Calcineurin/NFAT signaling in the temporal integration of Ca²⁺ stress in neurodegeneration
摘要
The calcineurin (CaN)/nuclear factor of activated T cells (NFAT) signalling axis is a Ca²⁺-responsive pathway that translates intracellular Ca²⁺ signals into long-term transcriptional programmes. Chronic disruption of intracellular Ca²⁺ homoeostasis is a convergent feature of neurodegenerative disorders, particularly Alzheimer’s disease (AD) and Parkinson’s disease (PD).
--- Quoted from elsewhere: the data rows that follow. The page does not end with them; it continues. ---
//! Validates and indexes the prefix and slash command definitions.

use std::collections::BTreeMap;
use std::fmt;

use serenity::all::CreateCommand;
use thiserror::Error;
use tracing::{debug, info, warn};

use crate::{Data, Error};

pub type BotCommand = poise::Command<Data, Error>;

/// The invocation surface a definition is registered for
#[derive(Debug, Clone, Copy, PartialEq, Eq)]
pub enum Surface {
    Prefix,
    Slash,
}

impl fmt::Display for Surface {
    fn fmt(&self, f: &mut fmt::Formatter<'_>) -> fmt::Result {
        match self {
            Surface::Prefix => write!(f, "prefix"),
            Surface::Slash => write!(f, "slash"),
        }
    }
}

#[derive(Error, Debug, Clone, PartialEq, Eq)]
pub enum InvalidCommand {
    #[error("{surface} command `{identifier}` has no name")]
    MissingName {
        surface: Surface,
        identifier: String,
    },

    #[error("{surface} command `{name}` has no {surface} entry point")]
    MissingAction { surface: Surface, name: String },
}

/// Two disjoint collections of command definitions, keyed by name.
/// Populated once at startup.
#[derive(Default)]
pub struct CommandRegistry {
    prefix: BTreeMap<String, BotCommand>,
    slash: BTreeMap<String, BotCommand>,
}

impl CommandRegistry {
    pub fn new() -> Self {
        Self::default()
    }

    /// Register every valid definition; invalid ones are logged and skipped.
    pub fn load(
        prefix: impl IntoIterator<Item = BotCommand>,
        slash: impl IntoIterator<Item = BotCommand>,
    ) -> Self {
        let mut registry = Self::new();

        for (surface, commands) in [
            (Surface::Prefix, prefix.into_iter().collect::<Vec<_>>()),
            (Surface::Slash, slash.into_iter().collect()),
        ] {
            for command in commands {
                if let Err(e) = registry.register(surface, command) {
                    warn!("Skipping invalid command: {}", e);
                }
            }
        }

        info!(
            "Loaded {} prefix and {} slash commands",
            registry.prefix.len(),
            registry.slash.len()
        );
        registry
    }

    /// Add one definition. A definition with the same name replaces the
    /// earlier one.
    pub fn register(&mut self, surface: Surface, command: BotCommand) -> Result<(), InvalidCommand> {
        let name = command.name.trim().to_string();
        if name.is_empty() {
            return Err(InvalidCommand::MissingName {
                surface,
                identifier: command.identifying_name.clone(),
            });
        }

        let (has_action, map, key) = match surface {
            Surface::Prefix => (
                command.prefix_action.is_some(),
                &mut self.prefix,
                name.to_lowercase(),
            ),
            Surface::Slash => (command.slash_action.is_some(), &mut self.slash, name),
        };
        if !has_action {
            return Err(InvalidCommand::MissingAction { surface, name: key });
        }

        debug!("Registering {} command `{}`", surface, key);
        if let Some(previous) = map.insert(key.clone(), command) {
            warn!(
                "Duplicate {} command `{}`: `{}` replaced by a later definition",
                surface, key, previous.identifying_name
            );
        }
        Ok(())
    }

    pub fn prefix_command(&self, name: &str) -> Option<&BotCommand> {
        self.prefix.get(&name.to_lowercase())
    }

    pub fn slash_command(&self, name: &str) -> Option<&BotCommand> {
        self.slash.get(name)
    }

    pub fn prefix_count(&self) -> usize {
        self.prefix.len()
    }

    pub fn slash_count(&self) -> usize {
        self.slash.len()
    }

    /// Payload for the bulk overwrite of the application's slash commands
    pub fn slash_definitions(&self) -> Vec<CreateCommand> {
        self.slash
            .values()
            .filter_map(|command| command.create_as_slash_command())
            .collect()
    }

    /// The command list handed to the framework. A prefix and a slash
    /// definition sharing a name become one command so lookup by name
    /// stays unambiguous.
    pub fn into_framework_commands(self) -> Vec<BotCommand> {
        let Self {
            mut prefix,
            slash,
        } = self;

        let mut commands = Vec::with_capacity(prefix.len() + slash.len());
        for (name, mut command) in slash {
            if let Some(text) = prefix.remove(&name.to_lowercase()) {
                command.prefix_action = text.prefix_action;
                command.aliases = text.aliases;
            }
            commands.push(command);
        }
        commands.extend(prefix.into_values());
        commands
    }
}
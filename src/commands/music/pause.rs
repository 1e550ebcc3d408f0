use crate::notifications::embeds;
use crate::{CommandResult, Context};

pub async fn pause(ctx: Context<'_>) -> CommandResult {
    let guild_id = super::guild_id(ctx)?;

    let reply = match ctx.data().player.pause(guild_id).await {
        Ok(track) => embeds::track_action("⏸️ Paused", "Paused", &track),
        Err(e) => embeds::error_reply(e.to_string()),
    };
    ctx.send(reply).await?;

    Ok(())
}

pub async fn resume(ctx: Context<'_>) -> CommandResult {
    let guild_id = super::guild_id(ctx)?;

    let reply = match ctx.data().player.resume(guild_id).await {
        Ok(track) => embeds::track_action("▶️ Resumed", "Resumed", &track),
        Err(e) => embeds::error_reply(e.to_string()),
    };
    ctx.send(reply).await?;

    Ok(())
}
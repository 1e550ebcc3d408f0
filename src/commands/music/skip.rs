use crate::notifications::embeds;
use crate::{CommandResult, Context};

pub async fn skip(ctx: Context<'_>) -> CommandResult {
    let guild_id = super::guild_id(ctx)?;

    let reply = match ctx.data().player.skip(guild_id).await {
        Ok(track) => embeds::track_action("⏭️ Skipped Track", "Skipped", &track),
        Err(e) => embeds::error_reply(e.to_string()),
    };
    ctx.send(reply).await?;

    Ok(())
}
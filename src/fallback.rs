//! Retries a rate-limited request once on the secondary source.

use std::sync::Arc;

use serenity::all::{Cache, ChannelId, GuildId, UserId};
use tracing::{info, warn};

use crate::notifications::{Announcer, embeds};
use crate::player::{PlayOptions, PlayerError, QueueEngine, Source, VoiceTarget};
use crate::state::GuildMemory;

/// Where a guild member currently is in voice
pub trait VoiceLookup: Send + Sync {
    fn member_channel(&self, guild_id: GuildId, user_id: UserId) -> Option<ChannelId>;
}

impl VoiceLookup for Cache {
    fn member_channel(&self, guild_id: GuildId, user_id: UserId) -> Option<ChannelId> {
        self.guild(guild_id)?
            .voice_states
            .get(&user_id)
            .and_then(|state| state.channel_id)
    }
}

#[derive(Debug, Clone, PartialEq)]
pub enum FallbackOutcome {
    /// The remembered search was queued on the secondary source
    Retried,
    Failed(PlayerError),
    /// No remembered search, or nowhere to play it
    NoTarget,
}

pub struct FallbackCoordinator {
    engine: Arc<dyn QueueEngine>,
    voice: Arc<dyn VoiceLookup>,
    announcer: Arc<dyn Announcer>,
    memory: Arc<GuildMemory>,
}

impl FallbackCoordinator {
    pub fn new(
        engine: Arc<dyn QueueEngine>,
        voice: Arc<dyn VoiceLookup>,
        announcer: Arc<dyn Announcer>,
        memory: Arc<GuildMemory>,
    ) -> Self {
        Self {
            engine,
            voice,
            announcer,
            memory,
        }
    }

    /// Replay the guild's last search against the fallback source, once.
    pub async fn recover(&self, guild_id: GuildId, text_channel: ChannelId) -> FallbackOutcome {
        self.announcer
            .announce(text_channel, embeds::fallback_started())
            .await;

        let Some(context) = self.memory.last_search(guild_id) else {
            warn!("Rate limited in guild {} with no search to retry", guild_id);
            self.announcer
                .announce(text_channel, embeds::no_fallback_target())
                .await;
            return FallbackOutcome::NoTarget;
        };

        let channel = self
            .voice
            .member_channel(guild_id, context.requester.id)
            .or_else(|| self.memory.default_channel(guild_id));
        let Some(channel_id) = channel else {
            warn!(
                "No voice channel for the fallback in guild {} ({} is not in voice, no default set)",
                guild_id, context.requester.name
            );
            self.announcer
                .announce(text_channel, embeds::no_fallback_target())
                .await;
            return FallbackOutcome::NoTarget;
        };

        let query = Source::FALLBACK.search_query(&context.query);
        info!(
            "Falling back to {} in guild {}: {}",
            Source::FALLBACK,
            guild_id,
            query
        );

        let target = VoiceTarget {
            guild_id,
            channel_id,
        };
        let options = PlayOptions {
            requester: Some(context.requester),
            text_channel: Some(text_channel),
        };

        match self.engine.play(target, query, options).await {
            Ok(()) => FallbackOutcome::Retried,
            Err(e) => {
                warn!("Fallback failed in guild {}: {}", guild_id, e);
                self.announcer
                    .announce(text_channel, embeds::fallback_failed(&e))
                    .await;
                FallbackOutcome::Failed(e)
            }
        }
    }
}
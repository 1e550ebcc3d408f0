use crate::notifications::embeds;
use crate::player::PlayerError;
use crate::{CommandResult, Context};

pub async fn queue(ctx: Context<'_>) -> CommandResult {
    let guild_id = super::guild_id(ctx)?;

    let reply = match ctx.data().player.tracks(guild_id).await {
        Ok(tracks) => embeds::music_queue(&tracks),
        Err(PlayerError::NotConnected) => embeds::music_queue(&[]),
        Err(e) => embeds::error_reply(e.to_string()),
    };
    ctx.send(reply).await?;

    Ok(())
}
In these conditions, sustained or repetitive Ca²⁺ elevations promote prolonged activation of the CaN/NFAT pathway, thereby linking Ca²⁺ dysregulation to persistent cellular responses. In this review, we summarise the molecular organisation and regulation of the Ca²⁺/CaN/NFAT pathway and discuss its physiological roles in neurons and glial cells, including synaptic plasticity, neurodevelopment, neurogenesis, and neuroinflammatory responses. We critically examine experimental evidence linking CaN/NFAT signalling to AD and PD, distinguishing direct mechanistic roles from associative and model-dependent findings. Across disease contexts, the CaN/NFAT axis appears to function as a molecular node at which diverse insults, including amyloid-β and tau aggregates, α-synuclein toxicity, mitochondrial dysfunction, and chronic inflammatory cues, converge under conditions of sustained Ca²⁺ dysregulation. We propose that the pathological relevance of CaN/NFAT lies less in pathway activation per se than in its capacity to convert chronic Ca²⁺-dependent stress signals into persistent transcriptional states affecting synaptic integrity, inflammatory tone, and cellular resilience. We conclude by discussing current therapeutic strategies targeting this pathway, their limitations, and the need for temporally and cell-type-specific modulation.